Real Property Taxes-How do they come up with that number?!

 

There are many methods of determining real property taxes with the most commonly accepted one being the ad valorem (according to value) tax system.  After the determination of an overall state budget, each county can accurately determine the amount of tax revenue it must derive from the levy of real property taxes.  Obviously this amount of tax revenue is dependent on many things, including both the amount of land and the use of the land.  A tax structure must be established which will equitably produce the amount of revenue required from real propperty tax.  Once levied against real property, taxes become a lien, and may be enforced by the sale of some or all of the property.  In Hawaii, legislation determines the method to be utilized by the city or county council of each of the four counties for determining the tax rates applies to each class of property .  Responsibility for annual evaluation and tax assessment of all such property lies with the individual counties.  Currently following an evaluation (appraisal) the property is assessed at 100 percent of it fair market value.  Annual real property taxes are then computed at so many dollars per thousand dollars of assessed valuation.   This tax rate is determined by each county and is naturally dependent upon the classification of property being taxed, which may include agricultural, apartment, business, industrial, residential and resort.

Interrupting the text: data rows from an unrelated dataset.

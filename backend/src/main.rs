//! Backend entry-point: loads settings, prepares storage and serves the API.

mod server;

use actix_web::web;
use color_eyre::eyre::{Result, WrapErr, eyre};
use mockable::DefaultEnv;
use ortho_config::OrthoConfig;
use tracing::{info, warn};
use tracing_subscriber::{EnvFilter, fmt};

use mechanic_shop::inbound::http::health::HealthState;
use mechanic_shop::inbound::http::token_config::{BuildMode, token_settings_from_env};
use mechanic_shop::outbound::persistence::{DbPool, PoolConfig, run_migrations};
use server::{ServerConfig, ServerSettings, create_server};

/// Application bootstrap.
#[actix_web::main]
async fn main() -> Result<()> {
    color_eyre::install()?;
    if let Err(e) = fmt()
        .with_env_filter(EnvFilter::from_default_env())
        .json()
        .try_init()
    {
        warn!(error = %e, "tracing init failed");
    }

    let settings = ServerSettings::load().map_err(|err| eyre!("failed to load settings: {err}"))?;
    let token = token_settings_from_env(&DefaultEnv::new(), BuildMode::from_debug_assertions())
        .wrap_err("failed to load token secret")?;
    info!(
        fingerprint = %token.fingerprint(),
        ephemeral = token.ephemeral,
        "token secret loaded"
    );

    let mut config = ServerConfig::new(token, settings.bind_address())
        .with_token_ttl(settings.token_ttl())
        .with_password_cost(settings.password_cost());

    if let Some(url) = settings.database_url() {
        let migration_url = url.to_owned();
        tokio::task::spawn_blocking(move || run_migrations(&migration_url))
            .await
            .wrap_err("migration task panicked")?
            .map_err(|err| eyre!("failed to apply migrations: {err}"))?;
        let pool = DbPool::new(PoolConfig::new(url))
            .await
            .map_err(|err| eyre!("failed to build database pool: {err}"))?;
        config = config.with_db_pool(pool);
    } else {
        warn!("SHOP_DATABASE_URL not set; state lives in memory and is lost on exit");
    }

    let health_state = web::Data::new(HealthState::new());
    let server = create_server(health_state, &config)?;
    info!(address = %settings.bind_address(), "listening");
    server.await?;
    Ok(())
}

Taxes are assessed on a calendar year but are collected in two installments during the fiscal year that run from July 1 to June 30.  The first installment covers the taxes due form July 1 to December 31 (payable August 20th) and the second installment covers the amount due for January 1 through June 30 (payable February 20th)  Of the same tax year.  Taxes become delinquent if not paid by each of the installment due dates,  If delinquent after thew years, the county can enforce a sale by public auction.

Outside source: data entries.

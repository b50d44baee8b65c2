//! Shared validation helpers for inbound HTTP adapters.
//!
//! Body and path extraction failures are converted to domain errors here so
//! clients receive the same `{code, message, details}` payload that handler
//! validation produces.

use actix_web::error::{JsonPayloadError, PathError};
use actix_web::{HttpRequest, web};
use serde_json::json;

use crate::domain::{Error, MAX_QUANTITY};

/// Validation error codes for HTTP request failures.
#[derive(Debug, Clone, Copy, PartialEq, Eq)]
pub(crate) enum ErrorCode {
    InvalidBody,
    Negative,
    TooLarge,
}

impl ErrorCode {
    fn as_str(self) -> &'static str {
        match self {
            ErrorCode::InvalidBody => "invalid_body",
            ErrorCode::Negative => "negative",
            ErrorCode::TooLarge => "too_large",
        }
    }
}

/// Newtype wrapper for HTTP field names to provide type safety.
#[derive(Debug, Clone, Copy, PartialEq, Eq)]
pub(crate) struct FieldName(&'static str);

impl FieldName {
    pub(crate) const fn new(name: &'static str) -> Self {
        Self(name)
    }

    fn as_str(self) -> &'static str {
        self.0
    }
}

fn field_error(field: FieldName, code: ErrorCode, message: impl Into<String>) -> Error {
    Error::validation(message).with_details(json!({
        "field": field.as_str(),
        "code": code.as_str(),
    }))
}

/// Convert a signed request quantity into a stock count.
///
/// Negative values are rejected with "Quantity cannot be negative"; values
/// above [`MAX_QUANTITY`] with "Quantity is too large".
pub(crate) fn quantity(field: FieldName, raw: i64) -> Result<u32, Error> {
    if raw < 0 {
        return Err(field_error(
            field,
            ErrorCode::Negative,
            "Quantity cannot be negative",
        ));
    }
    u32::try_from(raw)
        .ok()
        .filter(|quantity| *quantity <= MAX_QUANTITY)
        .ok_or_else(|| field_error(field, ErrorCode::TooLarge, "Quantity is too large"))
}

fn json_error(err: JsonPayloadError, _req: &HttpRequest) -> actix_web::Error {
    let message = match &err {
        JsonPayloadError::Deserialize(inner) => inner.to_string(),
        JsonPayloadError::ContentType => "Content type must be application/json".to_owned(),
        other => other.to_string(),
    };
    Error::validation(message)
        .with_details(json!({ "code": ErrorCode::InvalidBody.as_str() }))
        .into()
}

fn path_error(err: PathError, req: &HttpRequest) -> actix_web::Error {
    tracing::debug!(error = %err, path = req.path(), "unparseable path segment");
    Error::not_found("Resource not found").into()
}

/// JSON extractor configuration mapping body errors to validation failures.
///
/// Unknown fields surface here because request bodies deny them.
pub fn json_config() -> web::JsonConfig {
    web::JsonConfig::default().error_handler(json_error)
}

/// Path extractor configuration mapping non-numeric ids to 404.
pub fn path_config() -> web::PathConfig {
    web::PathConfig::default().error_handler(path_error)
}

If a landowner feels that he has been charged too much for taxes on his property, he may appeal the assessed valuation.  Notice of the appeal must be lodged with the assessor on or before April 25th of the tax year,with the Real property Assessment Division.  This valuation may be too high due to an honest mistake by a county appraiser, or the county may actually be in disagreement with the land owner as to true value.  If the taxpayer’s protest is based on sound figures derived from a thorough comparable analysis of his property he has a good chance of obtaining a reduction.  In the event the landowner is unable to secure a reduction, he then has the right to appeal his case to the courts.  However, it should be pointed out that pending the outcome of an appeal, all taxes on the property must be paid and failure to do so would result in assessing of penalties due to the delinquent taxes.

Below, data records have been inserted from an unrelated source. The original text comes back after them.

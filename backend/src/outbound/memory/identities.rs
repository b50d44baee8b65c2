//! Identity partitions of the in-memory store.

use async_trait::async_trait;

use super::{MemoryStore, State, bump};
use crate::domain::ports::{
    IdentityRepository, duplicate_email, duplicate_phone, identity_not_found,
};
use crate::domain::staffing::ensure_mechanic_removable;
use crate::domain::{
    Customer, CustomerId, EmailAddress, Error, ExternalId, Identity, IdentityChanges,
    IdentityKey, Mechanic, MechanicId, NewIdentity, PhoneNumber, Role,
};

impl State {
    fn identities(&self, role: Role) -> Vec<Identity> {
        match role {
            Role::Customer => self
                .customers
                .values()
                .cloned()
                .map(Identity::Customer)
                .collect(),
            Role::Mechanic => self
                .mechanics
                .values()
                .cloned()
                .map(Identity::Mechanic)
                .collect(),
        }
    }

    fn identity(&self, key: IdentityKey) -> Option<Identity> {
        match key {
            IdentityKey::Customer(id) => self.customers.get(&id).cloned().map(Identity::Customer),
            IdentityKey::Mechanic(id) => self.mechanics.get(&id).cloned().map(Identity::Mechanic),
        }
    }

    /// Reject an email or phone already used by another identity of `role`.
    fn ensure_contact_free(
        &self,
        role: Role,
        except: Option<IdentityKey>,
        email: Option<&EmailAddress>,
        phone: Option<&PhoneNumber>,
    ) -> Result<(), Error> {
        let others = self
            .identities(role)
            .into_iter()
            .filter(|identity| Some(identity.key()) != except);
        for other in others {
            let profile = &other.account().profile;
            if email.is_some_and(|email| *email == profile.email) {
                return Err(duplicate_email());
            }
            if phone.is_some_and(|phone| *phone == profile.phone) {
                return Err(duplicate_phone());
            }
        }
        Ok(())
    }

    fn store(&mut self, identity: Identity) {
        match identity {
            Identity::Customer(customer) => {
                self.customers.insert(customer.id, customer);
            }
            Identity::Mechanic(mechanic) => {
                self.mechanics.insert(mechanic.id, mechanic);
            }
        }
    }

    fn remove_customer(&mut self, id: CustomerId) -> Result<(), Error> {
        if self.customers.remove(&id).is_none() {
            return Err(identity_not_found(IdentityKey::Customer(id)));
        }
        self.tickets.retain(|_, row| row.customer_id != id);
        Ok(())
    }

    fn remove_mechanic(&mut self, id: MechanicId) -> Result<(), Error> {
        if !self.mechanics.contains_key(&id) {
            return Err(identity_not_found(IdentityKey::Mechanic(id)));
        }
        let assignments: Vec<_> = self
            .tickets
            .iter()
            .filter(|(_, row)| row.mechanic_ids.contains(&id))
            .map(|(ticket_id, row)| (*ticket_id, row.mechanic_ids.len()))
            .collect();
        ensure_mechanic_removable(id, &assignments)?;
        for row in self.tickets.values_mut() {
            row.mechanic_ids.remove(&id);
        }
        self.mechanics.remove(&id);
        Ok(())
    }
}

#[async_trait]
impl IdentityRepository for MemoryStore {
    async fn insert(&self, identity: NewIdentity) -> Result<Identity, Error> {
        self.write(|state| {
            let profile = &identity.account().profile;
            state.ensure_contact_free(
                identity.role(),
                None,
                Some(&profile.email),
                Some(&profile.phone),
            )?;
            let stored = match identity {
                NewIdentity::Customer { account } => Identity::Customer(Customer {
                    id: CustomerId::new(bump(&mut state.sequences.customer)),
                    account,
                }),
                NewIdentity::Mechanic { account, salary } => Identity::Mechanic(Mechanic {
                    id: MechanicId::new(bump(&mut state.sequences.mechanic)),
                    account,
                    salary,
                }),
            };
            state.store(stored.clone());
            Ok(stored)
        })
    }

    async fn find(&self, key: IdentityKey) -> Result<Option<Identity>, Error> {
        self.read(|state| state.identity(key))
    }

    async fn find_by_external_id(
        &self,
        role: Role,
        external_id: ExternalId,
    ) -> Result<Option<Identity>, Error> {
        self.read(|state| {
            state
                .identities(role)
                .into_iter()
                .find(|identity| identity.account().external_id == external_id)
        })
    }

    async fn find_by_email(
        &self,
        role: Role,
        email: &EmailAddress,
    ) -> Result<Option<Identity>, Error> {
        self.read(|state| {
            state
                .identities(role)
                .into_iter()
                .find(|identity| identity.account().profile.email == *email)
        })
    }

    async fn list(&self, role: Role) -> Result<Vec<Identity>, Error> {
        self.read(|state| state.identities(role))
    }

    async fn update(&self, key: IdentityKey, changes: IdentityChanges) -> Result<Identity, Error> {
        self.write(|state| {
            let mut identity = state.identity(key).ok_or_else(|| identity_not_found(key))?;
            state.ensure_contact_free(
                key.role(),
                Some(key),
                changes.email.as_ref(),
                changes.phone.as_ref(),
            )?;
            changes.apply_to(&mut identity);
            state.store(identity.clone());
            Ok(identity)
        })
    }

    async fn delete(&self, key: IdentityKey) -> Result<(), Error> {
        self.write(|state| match key {
            IdentityKey::Customer(id) => state.remove_customer(id),
            IdentityKey::Mechanic(id) => state.remove_mechanic(id),
        })
    }
}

If you are a property owner who would like to appeal the assessment, please go to the County of Hawaii Weblink here.

http://www.hawaiipropertytax.com/Forms/HtmlFrame.aspx?mode=Content/Forms_Appeals.htm&LMparent=237

Here is a chart that gives the breakdown as to how taxes are figured based upon the classification of property being taxed as well as the type of ownership.

 

 Fiscal Year Beginning July 1, 2012 to June 30, 2013
 
  Tax Rate Per Tax Rate Per  
  $1,000 Net $1,000 Net  
  Taxable Building Taxable Land  
PROPERTY CLASS     
 
0 Affordable Rental Housing  $5.55  $5.55  
1 Residential  $9.10  $9.10  
2 Apartment  $9.85  $9.85  
3 Commercial  $9.10  $9.10  
4 Industrial  $9.10  $9.10  
5 Agricultural and Native Forest  $8.35  $8.35  
6 Conservation  $9.85  $9.85  
7 Hotel/Resort  $9.85  $9.85  
9 Homeowner  $5.55  $5.55  
 
Chapter 19, Article 11, Section 19-90 of the Hawaii County Code provides that the tax rates  
be set on or before June 20 preceding the tax year for which property tax revenues are to be raised.